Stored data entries
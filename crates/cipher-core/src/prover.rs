//! Prover capability seam.
//!
//! Groth16 proving machinery is an external collaborator: the agent only
//! depends on the small surface below. `StubProver` is the in-memory double
//! used by tests and offline runs; the production sidecar client lives in
//! the agent crate where the HTTP stack is.
//!
//! Withdraw circuits expose their public inputs in a fixed order; the
//! relayer relies on it to recover the nullifier hash from a submitted
//! proof. That order is part of the circuit contract:
//! `[root, nullifier_hash, recipient, amount, fee]`.

use crate::error::{Error, Result};
use crate::field::{fr_from_be_bytes, fr_to_decimal};
use crate::poseidon;
use ark_bn254::Fr;
use async_trait::async_trait;
use serde::{Deserialize, Serialize};
use sha2::{Digest, Sha256};

/// Withdraw public-signal positions.
pub mod signal {
    pub const ROOT: usize = 0;
    pub const NULLIFIER_HASH: usize = 1;
    pub const RECIPIENT: usize = 2;
    pub const AMOUNT: usize = 3;
    pub const FEE: usize = 4;
    pub const WITHDRAW_COUNT: usize = 5;
}

/// A Groth16 proof in the snarkjs JSON shape, plus the circuit's public
/// signals as decimal strings.
#[derive(Debug, Clone, Serialize, Deserialize, PartialEq, Eq)]
pub struct Groth16Proof {
    pub pi_a: Vec<String>,
    pub pi_b: Vec<Vec<String>>,
    pub pi_c: Vec<String>,
    pub protocol: String,
    pub curve: String,
    #[serde(rename = "publicSignals", default)]
    pub public_signals: Vec<String>,
}

impl Groth16Proof {
    /// Structural check used at the relayer surface. No pairing math
    /// happens here; relayed proofs are verified by the contract.
    pub fn is_well_formed(&self) -> bool {
        self.protocol == "groth16"
            && self.curve == "bn128"
            && self.pi_a.len() == 3
            && self.pi_c.len() == 3
            && self.pi_b.len() == 3
            && self.pi_b.iter().all(|pair| pair.len() == 2)
    }

    pub fn public_signal(&self, index: usize) -> Result<&str> {
        self.public_signals
            .get(index)
            .map(String::as_str)
            .ok_or_else(|| Error::Integrity(format!("missing public signal {index}")))
    }
}

/// Witness for the deposit circuit.
#[derive(Debug, Clone)]
pub struct DepositWitness {
    pub nullifier: Fr,
    pub secret: Fr,
    pub amount: u64,
    pub commitment: Fr,
}

/// Witness for the withdraw circuit.
#[derive(Debug, Clone)]
pub struct WithdrawWitness {
    pub nullifier: Fr,
    pub secret: Fr,
    pub amount: u64,
    pub fee: u64,
    pub recipient: String,
    pub root: Fr,
    pub siblings: Vec<Fr>,
    pub bits: Vec<u8>,
}

/// Map a recipient address onto the scalar field the way the circuit does.
pub fn recipient_field(recipient: &str) -> Fr {
    let digest = Sha256::digest(recipient.as_bytes());
    // reduction mod the field order mirrors the circuit's byte packing
    fr_from_be_bytes(&digest).expect("sha256 digest is 32 bytes")
}

#[async_trait]
pub trait Prover: Send + Sync {
    async fn prove_deposit(&self, witness: &DepositWitness) -> Result<Groth16Proof>;
    async fn prove_withdraw(&self, witness: &WithdrawWitness) -> Result<Groth16Proof>;
}

/// Deterministic in-memory double.
///
/// Emits structurally valid proofs whose group elements are hashes of the
/// witness, and refuses witnesses that would not satisfy the real circuit
/// (wrong commitment, non-reproducing Merkle path), so pipeline tests fail
/// where the real prover would.
#[derive(Debug, Default, Clone)]
pub struct StubProver;

impl StubProver {
    fn element(tag: &str, seed: &[u8]) -> String {
        let mut hasher = Sha256::new();
        hasher.update(tag.as_bytes());
        hasher.update(seed);
        let fr = fr_from_be_bytes(&hasher.finalize()).expect("sha256 digest is 32 bytes");
        fr_to_decimal(&fr)
    }

    fn proof_from_seed(seed: &[u8], public_signals: Vec<String>) -> Groth16Proof {
        Groth16Proof {
            pi_a: (0..3).map(|i| Self::element(&format!("a{i}"), seed)).collect(),
            pi_b: (0..3)
                .map(|i| (0..2).map(|j| Self::element(&format!("b{i}{j}"), seed)).collect())
                .collect(),
            pi_c: (0..3).map(|i| Self::element(&format!("c{i}"), seed)).collect(),
            protocol: "groth16".into(),
            curve: "bn128".into(),
            public_signals,
        }
    }
}

#[async_trait]
impl Prover for StubProver {
    async fn prove_deposit(&self, witness: &DepositWitness) -> Result<Groth16Proof> {
        let expected = poseidon::commitment(witness.nullifier, witness.secret, witness.amount);
        if expected != witness.commitment {
            return Err(Error::BadInput("commitment does not match witness".into()));
        }
        let seed = crate::field::fr_to_be_bytes(&witness.commitment);
        let signals = vec![
            fr_to_decimal(&witness.commitment),
            witness.amount.to_string(),
        ];
        Ok(Self::proof_from_seed(&seed, signals))
    }

    async fn prove_withdraw(&self, witness: &WithdrawWitness) -> Result<Groth16Proof> {
        if witness.siblings.len() != witness.bits.len() {
            return Err(Error::BadInput("path shape mismatch".into()));
        }
        // fold the inclusion path exactly as the circuit would
        let mut acc = poseidon::commitment(witness.nullifier, witness.secret, witness.amount);
        for (sibling, bit) in witness.siblings.iter().zip(&witness.bits) {
            acc = if *bit == 1 {
                poseidon::hash2(*sibling, acc)
            } else {
                poseidon::hash2(acc, *sibling)
            };
        }
        if acc != witness.root {
            return Err(Error::BadInput("merkle path does not reproduce root".into()));
        }

        let nullifier_hash = poseidon::nullifier_hash(witness.nullifier);
        let seed = crate::field::fr_to_be_bytes(&nullifier_hash);
        let signals = vec![
            fr_to_decimal(&witness.root),
            fr_to_decimal(&nullifier_hash),
            fr_to_decimal(&recipient_field(&witness.recipient)),
            witness.amount.to_string(),
            witness.fee.to_string(),
        ];
        Ok(Self::proof_from_seed(&seed, signals))
    }
}

#[cfg(test)]
mod tests {
    use super::*;
    use ark_ff::Zero;

    fn witness() -> DepositWitness {
        let nullifier = Fr::from(5u64);
        let secret = Fr::from(9u64);
        DepositWitness {
            nullifier,
            secret,
            amount: 100,
            commitment: poseidon::commitment(nullifier, secret, 100),
        }
    }

    #[tokio::test]
    async fn stub_deposit_proof_is_well_formed() {
        let proof = StubProver.prove_deposit(&witness()).await.unwrap();
        assert!(proof.is_well_formed());
        assert_eq!(proof.public_signals.len(), 2);
    }

    #[tokio::test]
    async fn stub_rejects_wrong_commitment() {
        let mut w = witness();
        w.commitment = Fr::zero();
        assert!(StubProver.prove_deposit(&w).await.is_err());
    }

    #[tokio::test]
    async fn stub_withdraw_carries_nullifier_hash() {
        let nullifier = Fr::from(5u64);
        let secret = Fr::from(9u64);
        let leaf = poseidon::commitment(nullifier, secret, 100);
        let sibling = Fr::from(77u64);
        let root = poseidon::hash2(leaf, sibling);
        let w = WithdrawWitness {
            nullifier,
            secret,
            amount: 100,
            fee: 0,
            recipient: "9xQeWvG816bUx9EPjHmaT23yvVM2ZWbrrpZb9PusVFin".into(),
            root,
            siblings: vec![sibling],
            bits: vec![0],
        };
        let proof = StubProver.prove_withdraw(&w).await.unwrap();
        assert_eq!(
            proof.public_signal(signal::NULLIFIER_HASH).unwrap(),
            fr_to_decimal(&poseidon::nullifier_hash(nullifier))
        );
    }

    #[tokio::test]
    async fn stub_rejects_bad_path() {
        let nullifier = Fr::from(5u64);
        let secret = Fr::from(9u64);
        let w = WithdrawWitness {
            nullifier,
            secret,
            amount: 100,
            fee: 0,
            recipient: "9xQeWvG816bUx9EPjHmaT23yvVM2ZWbrrpZb9PusVFin".into(),
            root: Fr::from(1u64),
            siblings: vec![Fr::zero()],
            bits: vec![0],
        };
        assert!(StubProver.prove_withdraw(&w).await.is_err());
    }

    #[test]
    fn malformed_proof_detected() {
        let mut proof = Groth16Proof {
            pi_a: vec!["1".into(); 3],
            pi_b: vec![vec!["1".into(); 2]; 3],
            pi_c: vec!["1".into(); 3],
            protocol: "groth16".into(),
            curve: "bn128".into(),
            public_signals: vec![],
        };
        assert!(proof.is_well_formed());
        proof.pi_b[1].pop();
        assert!(!proof.is_well_formed());
    }
}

▶ **REQUIRED WORK**
Which lines hold the string "BadInput"? Copy all of them from the data above.

▶ **RESPONSE TO THE EXERCISE**
            return Err(Error::BadInput("commitment does not match witness".into()));
            return Err(Error::BadInput("path shape mismatch".into()));
            return Err(Error::BadInput("merkle path does not reproduce root".into()));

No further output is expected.